• **INSTRUCTIONS TO FOLLOW**: Those lines of the following listing which contain the string "flush" should be returned.

• **INPUT FOR THIS TASK**:

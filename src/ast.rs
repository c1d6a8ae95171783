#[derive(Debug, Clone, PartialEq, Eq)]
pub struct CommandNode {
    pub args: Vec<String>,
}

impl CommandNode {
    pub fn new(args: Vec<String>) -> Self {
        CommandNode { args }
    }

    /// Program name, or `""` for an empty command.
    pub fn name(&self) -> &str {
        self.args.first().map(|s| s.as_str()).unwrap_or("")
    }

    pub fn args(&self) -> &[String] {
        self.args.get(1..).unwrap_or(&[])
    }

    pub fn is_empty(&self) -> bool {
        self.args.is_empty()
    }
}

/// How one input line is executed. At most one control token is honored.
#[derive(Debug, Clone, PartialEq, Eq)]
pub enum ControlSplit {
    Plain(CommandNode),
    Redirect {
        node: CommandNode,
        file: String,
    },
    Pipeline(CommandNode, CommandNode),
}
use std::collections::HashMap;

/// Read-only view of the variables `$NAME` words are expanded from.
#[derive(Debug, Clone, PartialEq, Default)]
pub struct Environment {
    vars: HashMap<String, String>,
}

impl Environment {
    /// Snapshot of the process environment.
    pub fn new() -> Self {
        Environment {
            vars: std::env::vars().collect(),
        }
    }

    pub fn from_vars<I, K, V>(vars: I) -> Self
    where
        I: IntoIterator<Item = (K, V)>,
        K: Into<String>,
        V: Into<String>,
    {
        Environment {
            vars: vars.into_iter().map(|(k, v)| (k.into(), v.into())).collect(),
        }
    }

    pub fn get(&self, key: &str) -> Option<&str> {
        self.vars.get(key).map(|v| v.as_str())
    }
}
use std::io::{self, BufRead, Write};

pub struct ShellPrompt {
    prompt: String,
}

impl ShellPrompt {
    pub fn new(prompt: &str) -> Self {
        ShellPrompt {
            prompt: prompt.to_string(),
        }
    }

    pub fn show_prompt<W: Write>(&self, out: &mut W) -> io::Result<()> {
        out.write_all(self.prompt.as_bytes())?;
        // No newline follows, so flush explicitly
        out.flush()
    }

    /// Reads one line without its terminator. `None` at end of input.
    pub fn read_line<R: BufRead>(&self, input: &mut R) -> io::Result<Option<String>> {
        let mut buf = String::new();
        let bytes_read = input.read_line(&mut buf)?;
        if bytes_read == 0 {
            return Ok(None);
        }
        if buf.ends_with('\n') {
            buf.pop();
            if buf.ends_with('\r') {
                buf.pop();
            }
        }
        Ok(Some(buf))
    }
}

* * *

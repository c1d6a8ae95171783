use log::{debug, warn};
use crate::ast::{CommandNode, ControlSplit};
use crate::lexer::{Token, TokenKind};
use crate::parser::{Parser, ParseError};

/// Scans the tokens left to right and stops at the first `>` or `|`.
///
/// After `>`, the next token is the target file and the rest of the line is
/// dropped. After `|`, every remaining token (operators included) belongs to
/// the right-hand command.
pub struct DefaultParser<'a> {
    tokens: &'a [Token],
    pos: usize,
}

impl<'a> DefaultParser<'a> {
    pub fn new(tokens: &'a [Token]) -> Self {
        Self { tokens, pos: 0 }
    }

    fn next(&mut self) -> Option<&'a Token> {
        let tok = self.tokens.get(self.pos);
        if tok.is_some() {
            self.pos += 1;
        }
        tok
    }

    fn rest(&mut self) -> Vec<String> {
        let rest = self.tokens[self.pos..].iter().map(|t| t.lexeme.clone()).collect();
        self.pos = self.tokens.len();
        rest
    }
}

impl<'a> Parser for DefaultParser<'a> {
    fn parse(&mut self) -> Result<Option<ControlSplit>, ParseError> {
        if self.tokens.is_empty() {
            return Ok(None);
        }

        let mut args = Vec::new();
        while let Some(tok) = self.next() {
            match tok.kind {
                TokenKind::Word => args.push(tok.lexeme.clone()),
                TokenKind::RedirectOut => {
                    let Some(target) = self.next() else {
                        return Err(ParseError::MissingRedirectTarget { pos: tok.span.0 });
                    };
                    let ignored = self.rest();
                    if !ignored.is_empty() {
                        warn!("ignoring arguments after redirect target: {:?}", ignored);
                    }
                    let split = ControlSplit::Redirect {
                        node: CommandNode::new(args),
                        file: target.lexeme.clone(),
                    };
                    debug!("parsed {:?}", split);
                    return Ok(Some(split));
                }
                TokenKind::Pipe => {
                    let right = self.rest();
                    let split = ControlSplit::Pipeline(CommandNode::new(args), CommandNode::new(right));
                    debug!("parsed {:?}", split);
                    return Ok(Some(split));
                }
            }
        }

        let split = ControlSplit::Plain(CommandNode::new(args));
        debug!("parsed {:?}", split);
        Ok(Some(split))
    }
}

• **TASK SOLUTION**:
        // No newline follows, so flush explicitly
        out.flush()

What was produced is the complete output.